Extracted records
//! Infrastructure Database Layer
//!
//! This crate provides the PostgreSQL persistence behind the billing ports.
//! Repositories own the SQL and the row structs it decodes into; adapters
//! implement the `domain_billing` port traits on top of them.
//!
//! # Architecture
//!
//! - `pool` - connection pool configuration and creation
//! - `error` - typed database errors with PostgreSQL code mapping
//! - `repositories` - SQL queries per aggregate
//! - `adapters` - port implementations wired into the domain
//!
//! # Example
//!
//! ```rust,ignore
//! use infra_db::{create_pool, DatabaseConfig};
//! use infra_db::adapters::{FinancialYearNumbering, PgInvoiceStore, PgProjectDirectory};
//!
//! let pool = create_pool(DatabaseConfig::new(url)).await?;
//! let directory = PgProjectDirectory::new(pool.clone());
//! let invoices = PgInvoiceStore::new(pool.clone());
//! let numbering = FinancialYearNumbering::new(pool, "SP");
//! ```

pub mod adapters;
pub mod error;
pub mod pool;
pub mod repositories;

pub use adapters::{FinancialYearNumbering, PgInvoiceStore, PgProjectDirectory};
pub use error::DatabaseError;
pub use pool::{create_pool, DatabaseConfig, DatabasePool};
pub use repositories::{InvoiceRepository, ProjectRepository};
//! Client domain errors

use thiserror::Error;

/// Errors that can occur in the client domain
#[derive(Debug, Error)]
pub enum ClientError {
    /// Client with the given ID was not found
    #[error("Client not found: {0}")]
    ClientNotFound(String),

    /// Client has no billing details configured
    #[error("Client has no billing details: {0}")]
    MissingBillingDetails(String),

    /// Billing day must fall between 1 and 31
    #[error("Invalid billing day of month: {0}")]
    InvalidBillingDay(u32),

    /// Billing frequency code was not recognized
    #[error("Unknown billing frequency code: {0}")]
    UnknownFrequencyCode(i16),

    /// Bank charges must be denominated in the service rate currency
    #[error("Bank charges currency {0} does not match service rate currency {1}")]
    BankChargesCurrencyMismatch(String, String),
}

impl ClientError {
    /// Creates a ClientNotFound error from any ID type
    pub fn not_found(id: impl std::fmt::Display) -> Self {
        ClientError::ClientNotFound(id.to_string())
    }

    /// Creates a MissingBillingDetails error from any ID type
    pub fn missing_billing_details(id: impl std::fmt::Display) -> Self {
        ClientError::MissingBillingDetails(id.to_string())
    }
}
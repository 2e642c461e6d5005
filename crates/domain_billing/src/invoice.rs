//! Invoice records
//!
//! An invoice captures one computed billing period for a project. The
//! `sent_on` date matters beyond bookkeeping: it anchors the next period's
//! start and the once-per-month invoice-due check.

use chrono::{DateTime, NaiveDate, Utc};
use serde::{Deserialize, Serialize};

use core_kernel::{ClientId, Currency, DateRange, InvoiceId, Money, ProjectId};

use crate::error::BillingError;

/// Invoice lifecycle status
#[derive(Debug, Clone, Copy, PartialEq, Eq, Serialize, Deserialize)]
#[serde(rename_all = "snake_case")]
pub enum InvoiceStatus {
    /// Recorded but not yet sent to the client
    Draft,
    /// Sent to the client, anchors the next billing period
    Sent,
    /// Payment received
    Paid,
}

impl InvoiceStatus {
    pub fn from_db_value(value: &str) -> Option<Self> {
        match value {
            "draft" => Some(Self::Draft),
            "sent" => Some(Self::Sent),
            "paid" => Some(Self::Paid),
            _ => None,
        }
    }

    pub fn as_db_value(&self) -> &'static str {
        match self {
            Self::Draft => "draft",
            Self::Sent => "sent",
            Self::Paid => "paid",
        }
    }

    pub fn label(&self) -> &'static str {
        match self {
            Self::Draft => "Draft",
            Self::Sent => "Sent",
            Self::Paid => "Paid",
        }
    }
}

/// An invoice for one billing period of a project
#[derive(Debug, Clone, PartialEq, Serialize, Deserialize)]
pub struct Invoice {
    /// Unique identifier
    pub id: InvoiceId,
    /// Project the period was billed for
    pub project_id: ProjectId,
    /// Client the invoice goes to
    pub client_id: ClientId,
    /// Human-readable invoice number
    pub number: String,
    /// The billing period covered
    pub period: DateRange,
    /// Billable amount before tax and charges
    pub amount: Money,
    /// Tax on the billable amount
    pub tax: Money,
    /// Flat bank charges
    pub bank_charges: Money,
    /// Amount payable
    pub total: Money,
    /// Lifecycle status
    pub status: InvoiceStatus,
    /// When the invoice was sent, if it has been
    pub sent_on: Option<NaiveDate>,
    /// Created timestamp
    pub created_at: DateTime<Utc>,
    /// Updated timestamp
    pub updated_at: DateTime<Utc>,
}

impl Invoice {
    /// Creates a draft invoice for a computed period
    pub fn new(
        project_id: ProjectId,
        client_id: ClientId,
        number: impl Into<String>,
        period: DateRange,
        amount: Money,
        tax: Money,
        bank_charges: Money,
        total: Money,
    ) -> Self {
        let now = Utc::now();
        Self {
            id: InvoiceId::new_v7(),
            project_id,
            client_id,
            number: number.into(),
            period,
            amount,
            tax,
            bank_charges,
            total,
            status: InvoiceStatus::Draft,
            sent_on: None,
            created_at: now,
            updated_at: now,
        }
    }

    /// The invoice currency
    pub fn currency(&self) -> Currency {
        self.total.currency()
    }

    /// Marks the invoice sent on the given date
    pub fn mark_sent(&mut self, on: NaiveDate) -> Result<(), BillingError> {
        if self.status != InvoiceStatus::Draft {
            return Err(BillingError::InvalidStatusTransition {
                id: self.id,
                from: self.status,
                to: InvoiceStatus::Sent,
            });
        }
        self.status = InvoiceStatus::Sent;
        self.sent_on = Some(on);
        self.updated_at = Utc::now();
        Ok(())
    }

    /// Marks the invoice paid
    pub fn mark_paid(&mut self) -> Result<(), BillingError> {
        if self.status != InvoiceStatus::Sent {
            return Err(BillingError::InvalidStatusTransition {
                id: self.id,
                from: self.status,
                to: InvoiceStatus::Paid,
            });
        }
        self.status = InvoiceStatus::Paid;
        self.updated_at = Utc::now();
        Ok(())
    }

    /// Whether this invoice was sent within the given month
    pub fn sent_in_month(&self, year: i32, month: u32) -> bool {
        use chrono::Datelike;
        self.sent_on
            .map(|sent| sent.year() == year && sent.month() == month)
            .unwrap_or(false)
    }
}
//! Pre-built Test Fixtures
//!
//! Provides ready-to-use test data for common entities across the billing
//! system. These fixtures are designed to be consistent and predictable for
//! unit tests.

use chrono::{DateTime, NaiveDate, TimeZone, Utc};
use core_kernel::{ClientId, Currency, Money, ProjectId, UserId};
use fake::faker::company::en::{CatchPhrase, CompanyName};
use fake::Fake;
use rust_decimal_macros::dec;
use uuid::Uuid;

/// Fixture for Money test data
pub struct MoneyFixtures;

impl MoneyFixtures {
    /// The standing domestic hourly rate
    pub fn inr_hourly_rate() -> Money {
        Money::new(dec!(1500), Currency::INR)
    }

    /// Flat bank charges on domestic invoices
    pub fn inr_bank_charges() -> Money {
        Money::new(dec!(500), Currency::INR)
    }

    /// A monthly retainer for overseas clients
    pub fn usd_monthly_rate() -> Money {
        Money::new(dec!(25000), Currency::USD)
    }

    /// A zero INR amount
    pub fn inr_zero() -> Money {
        Money::zero(Currency::INR)
    }

    /// A small USD amount for currency mismatch tests
    pub fn usd_100() -> Money {
        Money::new(dec!(100.00), Currency::USD)
    }
}

/// Fixture for temporal test data
pub struct TemporalFixtures;

impl TemporalFixtures {
    /// Standard project creation instant (Jan 10, 2024 in the billing day)
    pub fn project_created() -> DateTime<Utc> {
        Utc.with_ymd_and_hms(2024, 1, 10, 6, 0, 0).unwrap()
    }

    /// An instant whose completed billing month (day 1) is April 2024
    pub fn late_may() -> DateTime<Utc> {
        Utc.with_ymd_and_hms(2024, 5, 20, 6, 0, 0).unwrap()
    }

    /// First day of the April 2024 billing month
    pub fn billing_month_start() -> NaiveDate {
        NaiveDate::from_ymd_opt(2024, 4, 1).unwrap()
    }

    /// Last day of the April 2024 billing month
    pub fn billing_month_end() -> NaiveDate {
        NaiveDate::from_ymd_opt(2024, 4, 30).unwrap()
    }

    /// A working Monday inside the April billing month
    pub fn april_monday() -> NaiveDate {
        NaiveDate::from_ymd_opt(2024, 4, 1).unwrap()
    }
}

/// Fixture for identifier test data
pub struct IdFixtures;

impl IdFixtures {
    /// Creates a deterministic client ID for testing
    pub fn client_id() -> ClientId {
        ClientId::from_uuid(Uuid::parse_str("550e8400-e29b-41d4-a716-446655440001").unwrap())
    }

    /// Creates a deterministic project ID for testing
    pub fn project_id() -> ProjectId {
        ProjectId::from_uuid(Uuid::parse_str("550e8400-e29b-41d4-a716-446655440002").unwrap())
    }

    /// Creates a deterministic user ID for testing
    pub fn user_id() -> UserId {
        UserId::from_uuid(Uuid::parse_str("550e8400-e29b-41d4-a716-446655440003").unwrap())
    }
}

/// Fixture for generated display strings
pub struct StringFixtures;

impl StringFixtures {
    /// A random plausible client name
    pub fn client_name() -> String {
        CompanyName().fake()
    }

    /// A random plausible project name
    pub fn project_name() -> String {
        CatchPhrase().fake()
    }
}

#### Work to complete
Go through the entries and report every line with the string "Debug".

#### Written solution
#[derive(Debug, Error)]
#[derive(Debug, Clone, Copy, PartialEq, Eq, Serialize, Deserialize)]
#[derive(Debug, Clone, PartialEq, Serialize, Deserialize)]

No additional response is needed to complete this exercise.